Hablemos de beisbol

Foto: larazondemexico

Son días de beisbol, y lo agradezco. ¿Debería estar escribiendo sobre los mil y un temas que el trágico terremoto hizo surgir? ¿Sobre la locura secesionista de algunos catalanes? ¿Sobre Las Vegas? ¿Sobre política mexicana, ese rubro que tiene la capacidad de oscurecerme instantáneamente? Tal vez, pero han sido tantas las malas noticias que una pausa para admirar y gozar de ese deporte, que es más que un deporte, no viene mal.
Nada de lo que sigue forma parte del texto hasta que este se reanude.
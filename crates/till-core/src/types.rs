//! # Domain Types
//!
//! Core domain types for the sale transaction lifecycle.
//!
//! ## Type Hierarchy
//! ```text
//! ┌─────────────────────────────────────────────────────────────────────┐
//! │                         Domain Types                                │
//! │                                                                     │
//! │  ┌─────────────────┐   ┌─────────────────┐   ┌─────────────────┐   │
//! │  │    Product      │   │      Sale       │   │    SaleItem     │   │
//! │  │  ─────────────  │   │  ─────────────  │   │  ─────────────  │   │
//! │  │  id (UUID)      │   │  id (UUID)      │   │  id (UUID)      │   │
//! │  │  barcode (key)  │   │  invoice_number │   │  product_id     │   │
//! │  │  price_cents    │   │  status/totals  │   │  qty × price    │   │
//! │  │  stock          │   │  items (owned)  │   │  − discount     │   │
//! │  └─────────────────┘   └─────────────────┘   └─────────────────┘   │
//! └─────────────────────────────────────────────────────────────────────┘
//! ```
//!
//! ## Dual-Key Identity Pattern
//! Every entity has:
//! - `id`: UUID v4 - immutable, used for storage relations
//! - Business key: barcode for products, invoice number for sales
//!
//! ## Ownership
//! A `Sale` exclusively owns its ordered `SaleItem` lines. Lines carry a
//! product id and name snapshot, never a pointer back to the sale or a live
//! link to the catalog row.

use chrono::{DateTime, Utc};
use serde::{Deserialize, Serialize};
use uuid::Uuid;

use crate::money::Money;

// =============================================================================
// Tax Rate
// =============================================================================

/// Tax rate represented in basis points (bps).
///
/// 1 basis point = 0.01% = 1/10000, so 2100 bps = 21%.
/// Integer basis points keep the tax multiply exact.
#[derive(Debug, Clone, Copy, PartialEq, Eq, Serialize, Deserialize)]
pub struct TaxRate(u32);

impl TaxRate {
    /// Creates a tax rate from basis points.
    #[inline]
    pub const fn from_bps(bps: u32) -> Self {
        TaxRate(bps)
    }

    /// Returns the rate in basis points.
    #[inline]
    pub const fn bps(&self) -> u32 {
        self.0
    }

    /// Returns the rate as a percentage (for display only).
    #[inline]
    pub fn percentage(&self) -> f64 {
        self.0 as f64 / 100.0
    }

    /// Zero tax rate.
    #[inline]
    pub const fn zero() -> Self {
        TaxRate(0)
    }
}

impl Default for TaxRate {
    fn default() -> Self {
        TaxRate::zero()
    }
}

// =============================================================================
// Product
// =============================================================================

/// A catalog product available for sale.
///
/// The sale lifecycle reads price and stock from here at add-time and writes
/// stock back only when a sale completes.
#[derive(Debug, Clone, Serialize, Deserialize)]
#[cfg_attr(feature = "sqlx", derive(sqlx::FromRow))]
pub struct Product {
    /// Unique identifier (UUID v4).
    pub id: String,

    /// Barcode (EAN-13, UPC-A, etc.) - unique, immutable business key.
    pub barcode: String,

    /// Display name shown to the cashier and on the receipt.
    pub name: String,

    /// Optional description for product details.
    pub description: Option<String>,

    /// Unit price in cents.
    pub price_cents: i64,

    /// Current stock level.
    pub stock: i64,

    /// Whether the product is sellable (soft delete).
    pub is_active: bool,

    /// When the product was created.
    pub created_at: DateTime<Utc>,

    /// When the product was last updated.
    pub updated_at: DateTime<Utc>,

    /// Optimistic-concurrency version, bumped on every write.
    pub version: i64,
}

impl Product {
    /// Returns the unit price as a Money type.
    #[inline]
    pub fn price(&self) -> Money {
        Money::from_cents(self.price_cents)
    }

    /// Checks whether `quantity` units can be sold from current stock.
    #[inline]
    pub fn can_sell(&self, quantity: i64) -> bool {
        self.stock >= quantity
    }
}

// =============================================================================
// Sale Status
// =============================================================================

/// The status of a sale transaction.
///
/// ```text
///                ┌──────────────┐
///    create ───► │ IN_PROGRESS  │ ───► COMPLETED (stock debited)
///                │  (mutable)   │ ───► CANCELLED (no stock effect)
///                └──────────────┘
///
///    COMPLETED ──► REFUNDED   (reserved for post-completion adjustment,
///                              not produced by the lifecycle engine)
/// ```
///
/// `InProgress` is the only state in which lines may change. The other three
/// states are terminal.
#[derive(Debug, Clone, Copy, PartialEq, Eq, Serialize, Deserialize)]
#[cfg_attr(feature = "sqlx", derive(sqlx::Type))]
#[cfg_attr(feature = "sqlx", sqlx(rename_all = "snake_case"))]
#[serde(rename_all = "snake_case")]
pub enum SaleStatus {
    /// Sale is open on the register, lines being added.
    InProgress,
    /// Sale has been paid and finalized.
    Completed,
    /// Sale was abandoned before payment.
    Cancelled,
    /// Completed sale later reversed.
    Refunded,
}

impl SaleStatus {
    /// Terminal states accept no further transitions.
    #[inline]
    pub const fn is_terminal(&self) -> bool {
        !matches!(self, SaleStatus::InProgress)
    }
}

impl Default for SaleStatus {
    fn default() -> Self {
        SaleStatus::InProgress
    }
}

// =============================================================================
// Payment Method
// =============================================================================

/// How a completed sale was paid.
#[derive(Debug, Clone, Copy, PartialEq, Eq, Serialize, Deserialize)]
#[cfg_attr(feature = "sqlx", derive(sqlx::Type))]
#[cfg_attr(feature = "sqlx", sqlx(rename_all = "snake_case"))]
#[serde(rename_all = "snake_case")]
pub enum PaymentMethod {
    Cash,
    CreditCard,
    DebitCard,
    Transfer,
    Other,
}

// =============================================================================
// Sale Item
// =============================================================================

/// One product line within a sale.
///
/// Uses the snapshot pattern: unit price and name are frozen at the moment
/// the product is added, so later catalog edits never rewrite history.
#[derive(Debug, Clone, PartialEq, Serialize, Deserialize)]
pub struct SaleItem {
    /// Unique identifier (UUID v4).
    pub id: String,

    /// The catalog product this line sells.
    pub product_id: String,

    /// Product name at time of add (frozen).
    pub name_snapshot: String,

    /// Units sold. Always positive.
    pub quantity: i64,

    /// Unit price in cents at time of add (frozen).
    pub unit_price_cents: i64,

    /// Absolute discount on the line, in cents. Non-negative, zero by default.
    pub discount_cents: i64,

    /// quantity × unit price − discount.
    pub line_total_cents: i64,
}

impl SaleItem {
    /// Creates a new line from a product, freezing its current price and name.
    pub fn snapshot(product: &Product, quantity: i64) -> Self {
        let mut item = SaleItem {
            id: Uuid::new_v4().to_string(),
            product_id: product.id.clone(),
            name_snapshot: product.name.clone(),
            quantity,
            unit_price_cents: product.price_cents,
            discount_cents: 0,
            line_total_cents: 0,
        };
        item.recompute_total();
        item
    }

    /// Increases the quantity and recomputes the line total.
    pub fn add_quantity(&mut self, quantity: i64) {
        self.quantity += quantity;
        self.recompute_total();
    }

    /// Applies an absolute discount to the line.
    ///
    /// Rejected if it would drive the line total negative.
    pub fn set_discount(&mut self, discount: Money) -> crate::ValidationResult<()> {
        crate::validation::validate_discount_cents(
            discount.cents(),
            self.quantity * self.unit_price_cents,
        )?;
        self.discount_cents = discount.cents();
        self.recompute_total();
        Ok(())
    }

    /// Recomputes `line_total_cents` from quantity, price, and discount.
    fn recompute_total(&mut self) {
        self.line_total_cents = self.quantity * self.unit_price_cents - self.discount_cents;
    }

    /// Returns the unit price as Money.
    #[inline]
    pub fn unit_price(&self) -> Money {
        Money::from_cents(self.unit_price_cents)
    }

    /// Returns the line total as Money.
    #[inline]
    pub fn line_total(&self) -> Money {
        Money::from_cents(self.line_total_cents)
    }
}

// =============================================================================
// Sale
// =============================================================================

/// A sale transaction aggregate: one customer checkout.
///
/// ## Invariants
/// - `subtotal + tax == total` after every `recalculate`
/// - lines change only while `status == InProgress`
/// - lines are unique by `product_id`; adding the same product again merges
///   into the existing line
/// - insertion order of `items` is display order
#[derive(Debug, Clone, Serialize, Deserialize)]
pub struct Sale {
    /// Unique identifier (UUID v4).
    pub id: String,

    /// Human-facing invoice number, `YYYYMMDD-NNNN`. Unique, immutable.
    pub invoice_number: String,

    /// When the sale was opened.
    pub sale_date: DateTime<Utc>,

    /// Identity of the operator who opened the sale.
    pub cashier_id: String,

    pub status: SaleStatus,

    /// Sum of line totals, in cents.
    pub subtotal_cents: i64,

    /// Tax on the subtotal, in cents.
    pub tax_cents: i64,

    /// subtotal + tax, in cents.
    pub total_cents: i64,

    /// Set only at completion.
    pub payment_method: Option<PaymentMethod>,

    pub customer_name: Option<String>,

    pub customer_tax_id: Option<String>,

    /// When the sale reached `Completed`.
    pub completed_at: Option<DateTime<Utc>>,

    /// When the sale was last written.
    pub updated_at: DateTime<Utc>,

    /// Optimistic-concurrency version, bumped on every write.
    pub version: i64,

    /// Owned lines, in display order.
    pub items: Vec<SaleItem>,
}

impl Sale {
    /// Opens a new, empty sale in `InProgress` with zero totals.
    pub fn new(
        id: impl Into<String>,
        invoice_number: impl Into<String>,
        cashier_id: impl Into<String>,
        now: DateTime<Utc>,
    ) -> Self {
        Sale {
            id: id.into(),
            invoice_number: invoice_number.into(),
            sale_date: now,
            cashier_id: cashier_id.into(),
            status: SaleStatus::InProgress,
            subtotal_cents: 0,
            tax_cents: 0,
            total_cents: 0,
            payment_method: None,
            customer_name: None,
            customer_tax_id: None,
            completed_at: None,
            updated_at: now,
            version: 0,
            items: Vec::new(),
        }
    }

    /// Whether lines may still be added or removed.
    #[inline]
    pub fn is_in_progress(&self) -> bool {
        self.status == SaleStatus::InProgress
    }

    /// Whether the sale has no lines.
    #[inline]
    pub fn is_empty(&self) -> bool {
        self.items.is_empty()
    }

    /// Units of `product_id` already on the sale (0 if absent).
    pub fn quantity_of(&self, product_id: &str) -> i64 {
        self.items
            .iter()
            .find(|i| i.product_id == product_id)
            .map(|i| i.quantity)
            .unwrap_or(0)
    }

    /// Returns the line with the given item id, if present.
    pub fn line(&self, item_id: &str) -> Option<&SaleItem> {
        self.items.iter().find(|i| i.id == item_id)
    }

    /// Merges `quantity` of `product` into the sale.
    ///
    /// If a line for the product already exists its quantity grows; otherwise
    /// a new line is appended with the product's current price snapshotted
    /// and no discount. Returns the index of the affected line.
    ///
    /// Totals are NOT recomputed here; callers follow up with
    /// [`Sale::recalculate`].
    pub fn upsert_line(&mut self, product: &Product, quantity: i64) -> usize {
        if let Some(pos) = self.items.iter().position(|i| i.product_id == product.id) {
            self.items[pos].add_quantity(quantity);
            return pos;
        }

        self.items.push(SaleItem::snapshot(product, quantity));
        self.items.len() - 1
    }

    /// Removes the line with the given item id.
    ///
    /// Returns the removed line, or `None` if no line matches. Callers follow
    /// up with [`Sale::recalculate`].
    pub fn remove_line(&mut self, item_id: &str) -> Option<SaleItem> {
        let pos = self.items.iter().position(|i| i.id == item_id)?;
        Some(self.items.remove(pos))
    }

    /// Recomputes subtotal, tax, and total from the current lines.
    ///
    /// ```text
    /// subtotal = Σ line_total              (exact cents)
    /// tax      = subtotal × rate           (rounded half-up to a cent)
    /// total    = subtotal + tax
    /// ```
    pub fn recalculate(&mut self, tax_rate: TaxRate) {
        let subtotal: Money = self.items.iter().map(|i| i.line_total()).sum();
        let tax = subtotal.tax(tax_rate);

        self.subtotal_cents = subtotal.cents();
        self.tax_cents = tax.cents();
        self.total_cents = (subtotal + tax).cents();
    }

    /// Marks the sale as written at `now`.
    #[inline]
    pub fn touch(&mut self, now: DateTime<Utc>) {
        self.updated_at = now;
    }

    /// Returns the subtotal as Money.
    #[inline]
    pub fn subtotal(&self) -> Money {
        Money::from_cents(self.subtotal_cents)
    }

    /// Returns the tax amount as Money.
    #[inline]
    pub fn tax_amount(&self) -> Money {
        Money::from_cents(self.tax_cents)
    }

    /// Returns the grand total as Money.
    #[inline]
    pub fn total(&self) -> Money {
        Money::from_cents(self.total_cents)
    }
}

// =============================================================================
// Unit Tests
// =============================================================================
¿Por qué es más que un deporte? Por muchas razones. La primera de ellas es que no es esclavo del reloj. Al igual que el tenis (otro deporte que se trasciende a sí mismo), el beisbol dura lo que dura. Su tiempo es el tiempo de la fiesta, que acaba cuando se acaba (comienzo a usar el lenguaje de Yogui Berra). Es, en fin, un poco como la vida misma: sabemos que terminará pero no hay un cronómetro contra el cual vivir, y entonces vivimos mejor. “Quien aprende a morir —decía Montaigne— desaprende a servir”. El beisbol sabe morir, y no es siervo de nada. Esta cualidad, curiosamente, es el principal argumento de sus detractores: les parece aburrido, como si vivir lo fuera.

Otra razón es su singular circularidad: la manera de anotar. Para hacerlo, el pelotero debe volver al lugar del que partió, conocido como home. Su periplo por la primera, segunda y tercera bases, para finalmente regresar a la “casa” de la que partió, es también parecido a la vida, y aún más a la ficción, pues ese hombre no es sino Ulises intentando regresar a Ítaca. ¿Qué lo espera allá afuera? Todo tipo de contrariedades: nueve enemigos harán todo lo posible porque nuestro héroe no regrese al hogar. Cíclopes, monstruos, espejismos y engaños para impedir su odisea. ¿Cómo puede ser aburrida esa aventura, en la que nuestro hombre robará si es necesario para avanzar un poco más? Ningún otro deporte establece ese simbólicamente perfecto peregrinaje, esa circunnavegación para anotarse un tanto.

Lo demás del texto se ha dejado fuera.